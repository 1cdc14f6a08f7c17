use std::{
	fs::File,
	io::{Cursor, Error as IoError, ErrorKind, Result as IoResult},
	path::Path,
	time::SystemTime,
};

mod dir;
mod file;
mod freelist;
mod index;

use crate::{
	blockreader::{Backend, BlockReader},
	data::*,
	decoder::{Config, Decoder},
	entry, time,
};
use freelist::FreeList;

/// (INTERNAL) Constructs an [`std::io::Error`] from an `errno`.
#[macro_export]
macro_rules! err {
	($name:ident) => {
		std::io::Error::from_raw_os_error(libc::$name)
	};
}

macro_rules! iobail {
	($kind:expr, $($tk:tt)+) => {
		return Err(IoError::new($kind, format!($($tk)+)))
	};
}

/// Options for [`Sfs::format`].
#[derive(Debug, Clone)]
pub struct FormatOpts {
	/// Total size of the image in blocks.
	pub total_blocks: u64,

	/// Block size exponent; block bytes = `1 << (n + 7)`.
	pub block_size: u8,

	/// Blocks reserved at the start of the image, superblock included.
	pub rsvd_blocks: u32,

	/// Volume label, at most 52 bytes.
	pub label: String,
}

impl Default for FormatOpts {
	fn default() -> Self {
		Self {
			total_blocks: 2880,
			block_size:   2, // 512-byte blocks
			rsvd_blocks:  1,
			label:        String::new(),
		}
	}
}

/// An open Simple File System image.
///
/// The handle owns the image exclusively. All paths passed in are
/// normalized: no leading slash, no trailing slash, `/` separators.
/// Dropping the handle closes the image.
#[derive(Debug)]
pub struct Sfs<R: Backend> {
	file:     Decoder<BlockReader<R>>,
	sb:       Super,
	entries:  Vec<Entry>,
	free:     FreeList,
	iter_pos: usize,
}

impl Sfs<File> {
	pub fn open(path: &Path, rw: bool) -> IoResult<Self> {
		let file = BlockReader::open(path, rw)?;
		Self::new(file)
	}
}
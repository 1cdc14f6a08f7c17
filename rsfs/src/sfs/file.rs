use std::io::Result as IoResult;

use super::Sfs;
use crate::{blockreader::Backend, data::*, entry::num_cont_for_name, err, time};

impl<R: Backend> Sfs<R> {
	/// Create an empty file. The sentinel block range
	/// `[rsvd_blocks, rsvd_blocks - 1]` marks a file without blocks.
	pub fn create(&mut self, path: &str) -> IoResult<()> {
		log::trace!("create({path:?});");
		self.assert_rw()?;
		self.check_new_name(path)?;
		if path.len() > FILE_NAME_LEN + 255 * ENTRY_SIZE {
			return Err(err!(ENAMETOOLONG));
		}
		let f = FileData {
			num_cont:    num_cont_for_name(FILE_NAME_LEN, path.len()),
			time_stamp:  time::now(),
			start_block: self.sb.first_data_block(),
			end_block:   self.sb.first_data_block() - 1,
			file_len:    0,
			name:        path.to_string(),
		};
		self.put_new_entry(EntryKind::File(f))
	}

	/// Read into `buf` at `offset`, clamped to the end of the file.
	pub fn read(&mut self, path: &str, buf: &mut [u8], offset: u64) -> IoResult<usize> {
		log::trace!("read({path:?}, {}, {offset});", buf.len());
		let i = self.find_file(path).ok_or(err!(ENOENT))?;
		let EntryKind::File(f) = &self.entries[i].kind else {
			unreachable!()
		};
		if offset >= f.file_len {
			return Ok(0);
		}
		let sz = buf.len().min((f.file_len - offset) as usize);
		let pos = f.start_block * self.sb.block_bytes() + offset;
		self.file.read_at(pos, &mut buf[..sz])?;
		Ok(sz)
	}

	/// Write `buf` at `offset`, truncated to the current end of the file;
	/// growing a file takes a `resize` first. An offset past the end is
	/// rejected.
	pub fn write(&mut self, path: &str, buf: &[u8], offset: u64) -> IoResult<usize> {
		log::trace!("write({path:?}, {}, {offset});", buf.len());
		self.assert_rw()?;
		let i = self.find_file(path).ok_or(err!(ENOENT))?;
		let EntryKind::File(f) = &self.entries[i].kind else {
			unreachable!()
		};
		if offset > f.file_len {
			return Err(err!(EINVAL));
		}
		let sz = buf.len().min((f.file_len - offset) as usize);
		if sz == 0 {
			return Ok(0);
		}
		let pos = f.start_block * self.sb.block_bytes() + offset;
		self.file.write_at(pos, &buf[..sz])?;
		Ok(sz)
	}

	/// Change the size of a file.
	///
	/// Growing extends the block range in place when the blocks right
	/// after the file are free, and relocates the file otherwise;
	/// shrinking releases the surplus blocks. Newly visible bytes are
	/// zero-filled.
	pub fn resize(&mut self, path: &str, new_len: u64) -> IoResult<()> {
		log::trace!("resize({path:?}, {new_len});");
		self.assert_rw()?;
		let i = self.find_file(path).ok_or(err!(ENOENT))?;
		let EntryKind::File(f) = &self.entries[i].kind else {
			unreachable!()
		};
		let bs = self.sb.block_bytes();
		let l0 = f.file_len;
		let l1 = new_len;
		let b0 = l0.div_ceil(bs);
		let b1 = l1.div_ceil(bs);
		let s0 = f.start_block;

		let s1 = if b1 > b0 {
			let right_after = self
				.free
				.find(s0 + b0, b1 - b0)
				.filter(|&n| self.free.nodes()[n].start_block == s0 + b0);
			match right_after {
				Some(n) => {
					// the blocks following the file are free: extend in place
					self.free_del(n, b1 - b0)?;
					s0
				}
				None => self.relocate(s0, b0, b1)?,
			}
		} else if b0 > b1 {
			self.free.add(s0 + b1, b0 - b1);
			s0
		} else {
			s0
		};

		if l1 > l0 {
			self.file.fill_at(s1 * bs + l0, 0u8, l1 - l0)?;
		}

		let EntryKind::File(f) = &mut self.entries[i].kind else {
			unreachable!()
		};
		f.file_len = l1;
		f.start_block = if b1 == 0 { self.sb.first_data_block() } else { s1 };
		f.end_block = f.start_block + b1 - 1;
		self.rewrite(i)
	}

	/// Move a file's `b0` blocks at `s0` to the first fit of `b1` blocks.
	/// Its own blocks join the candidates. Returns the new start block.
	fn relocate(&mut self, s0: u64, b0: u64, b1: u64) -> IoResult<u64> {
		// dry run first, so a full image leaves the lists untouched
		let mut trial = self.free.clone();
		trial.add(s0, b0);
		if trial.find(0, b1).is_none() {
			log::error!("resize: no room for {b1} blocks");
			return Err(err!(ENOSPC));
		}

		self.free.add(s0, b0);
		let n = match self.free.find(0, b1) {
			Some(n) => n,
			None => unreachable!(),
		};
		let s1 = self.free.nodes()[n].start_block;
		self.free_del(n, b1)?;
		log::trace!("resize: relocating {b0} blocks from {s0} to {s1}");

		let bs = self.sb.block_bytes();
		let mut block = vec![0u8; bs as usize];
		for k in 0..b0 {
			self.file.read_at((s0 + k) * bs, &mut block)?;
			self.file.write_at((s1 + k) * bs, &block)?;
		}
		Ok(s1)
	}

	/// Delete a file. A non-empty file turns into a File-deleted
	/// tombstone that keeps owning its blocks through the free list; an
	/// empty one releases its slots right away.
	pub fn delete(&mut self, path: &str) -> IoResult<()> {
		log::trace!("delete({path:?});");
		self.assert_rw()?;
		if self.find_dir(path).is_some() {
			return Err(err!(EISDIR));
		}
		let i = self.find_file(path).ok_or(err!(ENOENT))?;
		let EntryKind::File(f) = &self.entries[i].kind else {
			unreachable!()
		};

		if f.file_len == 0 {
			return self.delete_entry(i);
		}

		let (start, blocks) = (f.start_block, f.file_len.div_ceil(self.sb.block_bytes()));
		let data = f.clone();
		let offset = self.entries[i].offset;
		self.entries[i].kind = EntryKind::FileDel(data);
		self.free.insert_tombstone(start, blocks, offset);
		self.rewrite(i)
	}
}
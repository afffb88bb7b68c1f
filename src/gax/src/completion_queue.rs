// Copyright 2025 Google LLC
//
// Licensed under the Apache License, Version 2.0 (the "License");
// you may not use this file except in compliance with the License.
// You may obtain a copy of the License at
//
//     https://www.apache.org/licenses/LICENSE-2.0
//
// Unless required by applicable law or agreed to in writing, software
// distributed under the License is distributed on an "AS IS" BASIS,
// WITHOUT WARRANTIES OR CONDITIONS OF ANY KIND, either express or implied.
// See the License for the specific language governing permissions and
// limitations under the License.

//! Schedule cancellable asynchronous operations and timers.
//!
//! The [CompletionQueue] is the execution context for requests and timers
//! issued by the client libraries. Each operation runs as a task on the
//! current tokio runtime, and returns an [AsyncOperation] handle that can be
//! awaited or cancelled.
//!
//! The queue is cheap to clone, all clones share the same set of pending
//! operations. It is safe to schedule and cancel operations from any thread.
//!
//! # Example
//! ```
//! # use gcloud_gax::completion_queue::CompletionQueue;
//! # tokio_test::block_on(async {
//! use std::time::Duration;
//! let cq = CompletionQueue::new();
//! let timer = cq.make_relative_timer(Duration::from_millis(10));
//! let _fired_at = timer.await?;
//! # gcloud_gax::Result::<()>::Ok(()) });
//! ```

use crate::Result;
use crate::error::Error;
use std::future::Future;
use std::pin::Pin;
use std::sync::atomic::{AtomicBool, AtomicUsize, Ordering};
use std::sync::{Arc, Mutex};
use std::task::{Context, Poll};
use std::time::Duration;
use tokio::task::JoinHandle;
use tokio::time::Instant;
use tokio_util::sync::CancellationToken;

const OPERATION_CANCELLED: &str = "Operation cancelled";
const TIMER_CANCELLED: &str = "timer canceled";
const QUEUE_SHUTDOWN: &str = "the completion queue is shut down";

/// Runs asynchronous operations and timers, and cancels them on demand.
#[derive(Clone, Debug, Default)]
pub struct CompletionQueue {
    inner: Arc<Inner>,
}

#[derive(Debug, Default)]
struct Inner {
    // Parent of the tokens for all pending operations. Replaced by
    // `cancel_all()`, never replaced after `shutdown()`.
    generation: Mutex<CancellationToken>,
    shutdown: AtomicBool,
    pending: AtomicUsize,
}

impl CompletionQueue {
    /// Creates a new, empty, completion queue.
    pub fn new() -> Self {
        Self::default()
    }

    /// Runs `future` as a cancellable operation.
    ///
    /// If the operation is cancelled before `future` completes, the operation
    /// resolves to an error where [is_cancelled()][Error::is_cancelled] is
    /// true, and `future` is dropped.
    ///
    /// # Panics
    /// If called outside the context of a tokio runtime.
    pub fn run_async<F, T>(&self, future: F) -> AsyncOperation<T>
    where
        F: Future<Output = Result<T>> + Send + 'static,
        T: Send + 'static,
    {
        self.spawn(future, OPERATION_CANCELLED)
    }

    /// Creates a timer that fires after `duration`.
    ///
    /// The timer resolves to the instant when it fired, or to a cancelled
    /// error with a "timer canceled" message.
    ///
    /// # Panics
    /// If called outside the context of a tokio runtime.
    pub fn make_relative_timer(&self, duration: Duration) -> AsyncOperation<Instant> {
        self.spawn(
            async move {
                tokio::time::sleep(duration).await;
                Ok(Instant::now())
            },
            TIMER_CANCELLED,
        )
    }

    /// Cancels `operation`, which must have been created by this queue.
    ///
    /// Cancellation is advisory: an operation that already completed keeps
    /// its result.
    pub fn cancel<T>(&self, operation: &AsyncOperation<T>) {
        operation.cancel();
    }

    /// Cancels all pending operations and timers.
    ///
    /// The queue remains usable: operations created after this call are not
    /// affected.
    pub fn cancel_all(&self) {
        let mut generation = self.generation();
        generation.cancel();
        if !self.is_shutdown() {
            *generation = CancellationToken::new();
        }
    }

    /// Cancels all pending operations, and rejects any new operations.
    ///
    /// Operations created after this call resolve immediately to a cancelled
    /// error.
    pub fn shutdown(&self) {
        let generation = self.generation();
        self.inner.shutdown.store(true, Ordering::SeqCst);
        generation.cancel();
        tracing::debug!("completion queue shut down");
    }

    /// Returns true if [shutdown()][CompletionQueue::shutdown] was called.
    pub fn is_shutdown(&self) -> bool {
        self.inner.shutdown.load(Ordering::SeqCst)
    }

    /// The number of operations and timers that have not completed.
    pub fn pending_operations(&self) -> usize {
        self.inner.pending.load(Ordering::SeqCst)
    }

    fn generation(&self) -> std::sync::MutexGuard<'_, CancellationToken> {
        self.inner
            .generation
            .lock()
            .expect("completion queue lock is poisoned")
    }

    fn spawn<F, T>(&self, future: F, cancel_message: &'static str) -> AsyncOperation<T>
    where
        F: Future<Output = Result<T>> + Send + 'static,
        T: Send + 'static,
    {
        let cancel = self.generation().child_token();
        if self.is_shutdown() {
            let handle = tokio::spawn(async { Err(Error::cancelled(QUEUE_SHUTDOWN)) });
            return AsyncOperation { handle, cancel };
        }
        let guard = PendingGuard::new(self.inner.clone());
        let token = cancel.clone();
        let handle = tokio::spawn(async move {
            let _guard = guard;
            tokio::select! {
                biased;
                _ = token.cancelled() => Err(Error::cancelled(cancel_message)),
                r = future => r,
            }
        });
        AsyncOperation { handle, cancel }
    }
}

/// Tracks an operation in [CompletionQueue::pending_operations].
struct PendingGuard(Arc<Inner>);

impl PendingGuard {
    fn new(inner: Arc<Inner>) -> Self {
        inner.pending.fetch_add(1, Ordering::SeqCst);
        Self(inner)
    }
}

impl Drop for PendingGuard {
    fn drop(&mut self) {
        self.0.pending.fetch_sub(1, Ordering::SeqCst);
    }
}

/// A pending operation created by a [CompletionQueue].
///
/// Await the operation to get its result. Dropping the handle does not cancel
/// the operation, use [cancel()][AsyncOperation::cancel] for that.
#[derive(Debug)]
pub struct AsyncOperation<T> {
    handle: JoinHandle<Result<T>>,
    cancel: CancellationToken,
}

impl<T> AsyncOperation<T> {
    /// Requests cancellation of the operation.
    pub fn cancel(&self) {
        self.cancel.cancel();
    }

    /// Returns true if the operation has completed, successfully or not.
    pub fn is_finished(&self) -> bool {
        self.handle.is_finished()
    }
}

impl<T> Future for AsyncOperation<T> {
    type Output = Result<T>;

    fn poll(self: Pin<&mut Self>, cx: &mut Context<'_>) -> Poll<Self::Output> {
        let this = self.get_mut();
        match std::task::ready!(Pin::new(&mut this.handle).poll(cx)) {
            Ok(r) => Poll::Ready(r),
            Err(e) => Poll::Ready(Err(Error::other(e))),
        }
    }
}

- - - -

- **Exercise details**
The expected output is the exact run of lines from the start of the entries through the line with "image in blocks.", inclusive.

- **Expected output**
repository 1cdc14f6a08f7c17
use std::{
	fs::File,
	io::{Cursor, Error as IoError, ErrorKind, Result as IoResult},
	path::Path,
	time::SystemTime,
};

mod dir;
mod file;
mod freelist;
mod index;

use crate::{
	blockreader::{Backend, BlockReader},
	data::*,
	decoder::{Config, Decoder},
	entry, time,
};
use freelist::FreeList;

/// (INTERNAL) Constructs an [`std::io::Error`] from an `errno`.
#[macro_export]
macro_rules! err {
	($name:ident) => {
		std::io::Error::from_raw_os_error(libc::$name)
	};
}

macro_rules! iobail {
	($kind:expr, $($tk:tt)+) => {
		return Err(IoError::new($kind, format!($($tk)+)))
	};
}

/// Options for [`Sfs::format`].
#[derive(Debug, Clone)]
pub struct FormatOpts {
	/// Total size of the image in blocks.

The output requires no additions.